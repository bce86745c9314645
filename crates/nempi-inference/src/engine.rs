//! InferenceEngine: the search / reassign loop.
//!
//! Init → Searching → Reassigning → (Searching | Converged)

use nalgebra::DMatrix;
use nempi_core::config::{InitialNetwork, NempiConfig};
use nempi_core::errors::{InferenceError, NempiResult};
use nempi_core::{Dataset, LabeledMatrix};
use nempi_network::{NetworkModel, NetworkSnapshot};
use nempi_observability::tracing_setup::events;
use nempi_observability::{cycle_span, inference_span};
use rand::SeedableRng;
use rand_chacha::ChaCha8Rng;
use serde::{Deserialize, Serialize};
use tracing::{debug, info};

use crate::attachment::{Attachment, AttachmentScorer};
use crate::emission::EmissionTable;
use crate::init::{self, Prepared};
use crate::propagation;
use crate::reestimate::AssignmentReestimator;
use crate::search::StructureSearch;

/// Phase of the loop.
#[derive(Debug, Clone, Copy, PartialEq, Eq, Serialize, Deserialize)]
pub enum LoopState {
    Init,
    Searching,
    Reassigning,
    Converged,
}

/// Attachment of one E-gene, by name.
#[derive(Debug, Clone, PartialEq, Serialize, Deserialize)]
pub struct EGeneAttachment {
    pub e_gene: String,
    /// `None` when the E-gene sits on the null node.
    pub p_gene: Option<String>,
    pub score: f64,
}

/// Final output of [`InferenceEngine::run`].
#[derive(Debug, Clone, Serialize, Deserialize)]
pub struct InferenceResult {
    pub network: NetworkSnapshot,
    pub attachment: Vec<EGeneAttachment>,
    /// Γ: P-genes × samples.
    pub assignment: LabeledMatrix,
    /// Search score per cycle.
    pub score_trace: Vec<f64>,
    /// Max-abs Γ change per cycle.
    pub delta_trace: Vec<f64>,
    pub cycles: usize,
    pub converged: bool,
    /// Non-fatal diagnostics (`DegenerateLikelihood`, `NonConvergence`).
    pub warnings: Vec<InferenceError>,
}

impl InferenceResult {
    /// Rebuild the learned network.
    pub fn network_model(&self) -> NempiResult<NetworkModel> {
        Ok(NetworkModel::from_snapshot(&self.network)?)
    }

    /// Ω = T(φ)ᵀ Γ for the final network and assignment.
    pub fn propagate(&self) -> NempiResult<LabeledMatrix> {
        let network = self.network_model()?;
        Ok(propagation::propagate(&network, &self.assignment)?)
    }

    /// The P-gene with the most mass per sample (`None` for excluded samples).
    pub fn map_assignment(&self) -> Vec<Option<String>> {
        (0..self.assignment.ncols())
            .map(|s| {
                if self.assignment.column_sum(s) <= 0.0 {
                    return None;
                }
                self.assignment
                    .column_argmax(s)
                    .map(|k| self.assignment.row_names()[k].clone())
            })
            .collect()
    }
}

/// Runs perturbation inference for one dataset.
pub struct InferenceEngine {
    config: NempiConfig,
}

impl InferenceEngine {
    pub fn new(config: NempiConfig) -> Self {
        Self { config }
    }

    pub fn config(&self) -> &NempiConfig {
        &self.config
    }

    /// Infer the network, attachment and assignment for `dataset`.
    ///
    /// `prior` optionally supplies Γ₀ for unlabeled samples (P-genes × samples,
    /// aligned by name). Validation errors are returned before any cycle runs.
    pub fn run(
        &self,
        dataset: &Dataset,
        prior: Option<&LabeledMatrix>,
    ) -> NempiResult<InferenceResult> {
        self.config.validate()?;
        let prepared = init::prepare(dataset, prior, &self.config.inference)?;
        let span = inference_span!(
            dataset.n_samples(),
            prepared.p_genes.len(),
            dataset.e_genes().len()
        );
        let _guard = span.enter();

        let emission = EmissionTable::new(dataset.data().values(), &self.config.noise);
        let mut run = LoopRun::new(&self.config, &emission, prepared);

        let mut state = LoopState::Init;
        while state != LoopState::Converged {
            let next = run.advance(state);
            debug!(from = ?state, to = ?next, "state transition");
            state = next;
        }

        let result = run.finish(dataset)?;
        info!(
            cycles = result.cycles,
            converged = result.converged,
            edges = result.network.edges.len(),
            warnings = result.warnings.len(),
            "inference complete"
        );
        Ok(result)
    }
}

/// Mutable state of one run.
struct LoopRun<'a> {
    config: &'a NempiConfig,
    search: StructureSearch<'a>,
    reestimator: AssignmentReestimator<'a>,
    prepared: Prepared,
    network: NetworkModel,
    attachment: Option<Attachment>,
    gamma: DMatrix<f64>,
    cycles: usize,
    converged: bool,
    score_trace: Vec<f64>,
    delta_trace: Vec<f64>,
    degenerate: Vec<usize>,
}

impl<'a> LoopRun<'a> {
    fn new(config: &'a NempiConfig, emission: &'a EmissionTable, prepared: Prepared) -> Self {
        let scorer = AttachmentScorer::new(
            emission,
            config.inference.allow_null_attachment,
            config.search.parallel,
        );
        let network = match config.inference.initial_network {
            InitialNetwork::Empty => NetworkModel::empty(&prepared.p_genes),
            InitialNetwork::Random => {
                let mut rng = ChaCha8Rng::seed_from_u64(config.inference.seed);
                NetworkModel::random(
                    &prepared.p_genes,
                    config.inference.random_edge_probability,
                    &mut rng,
                )
            }
        };
        let gamma = prepared.gamma.clone();
        Self {
            config,
            search: StructureSearch::new(scorer, &config.search),
            reestimator: AssignmentReestimator::new(emission),
            prepared,
            network,
            attachment: None,
            gamma,
            cycles: 0,
            converged: false,
            score_trace: Vec::new(),
            delta_trace: Vec::new(),
            degenerate: Vec::new(),
        }
    }

    fn advance(&mut self, state: LoopState) -> LoopState {
        match state {
            LoopState::Init => LoopState::Searching,
            LoopState::Searching => {
                self.cycles += 1;
                let _span = cycle_span!(self.cycles).entered();
                let outcome = self.search.run(&self.network, &self.gamma);
                self.score_trace.push(outcome.score);
                self.network = outcome.network;
                self.attachment = Some(outcome.attachment);
                LoopState::Reassigning
            }
            LoopState::Reassigning => {
                let _span = cycle_span!(self.cycles).entered();
                let Some(attachment) = &self.attachment else {
                    return LoopState::Searching;
                };
                let closure = self.network.closure();
                let next =
                    self.reestimator
                        .reestimate(&closure, attachment, &self.prepared.constraints);
                let delta = (&next.gamma - &self.gamma).amax();
                self.gamma = next.gamma;
                self.delta_trace.push(delta);
                for s in next.degenerate {
                    if !self.degenerate.contains(&s) {
                        self.degenerate.push(s);
                    }
                }

                events::cycle_completed(
                    self.cycles,
                    self.score_trace.last().copied().unwrap_or(f64::NEG_INFINITY),
                    delta,
                    self.network.edge_count(),
                );

                if delta < self.config.inference.convergence_tolerance {
                    self.converged = true;
                    LoopState::Converged
                } else if self.cycles >= self.config.inference.max_iterations {
                    LoopState::Converged
                } else {
                    LoopState::Searching
                }
            }
            LoopState::Converged => LoopState::Converged,
        }
    }

    fn finish(self, dataset: &Dataset) -> NempiResult<InferenceResult> {
        let sample_ids = dataset.sample_ids();
        let mut warnings: Vec<InferenceError> = self
            .degenerate
            .iter()
            .map(|&s| {
                events::degenerate_sample(&sample_ids[s]);
                InferenceError::DegenerateLikelihood {
                    sample: sample_ids[s].clone(),
                }
            })
            .collect();
        if !self.converged {
            let last_delta = self.delta_trace.last().copied().unwrap_or(f64::INFINITY);
            events::non_convergence(self.cycles, last_delta);
            warnings.push(InferenceError::NonConvergence {
                cycles: self.cycles,
                last_delta,
            });
        }

        let attachment = match &self.attachment {
            Some(a) => dataset
                .e_genes()
                .iter()
                .zip(a.targets.iter().zip(&a.scores))
                .map(|(e, (t, &score))| EGeneAttachment {
                    e_gene: e.clone(),
                    p_gene: t.map(|k| self.prepared.p_genes[k].clone()),
                    score,
                })
                .collect(),
            None => Vec::new(),
        };

        let assignment =
            LabeledMatrix::new(self.prepared.p_genes, sample_ids.to_vec(), self.gamma)?;

        Ok(InferenceResult {
            network: self.network.snapshot(),
            attachment,
            assignment,
            score_trace: self.score_trace,
            delta_trace: self.delta_trace,
            cycles: self.cycles,
            converged: self.converged,
            warnings,
        })
    }
}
#####
**THE PROBLEM**
Filter the data down to the lines that contain the string "LoopRun", and copy them.

**EXERCISE ANSWER**
        let mut run = LoopRun::new(&self.config, &emission, prepared);
struct LoopRun<'a> {
impl<'a> LoopRun<'a> {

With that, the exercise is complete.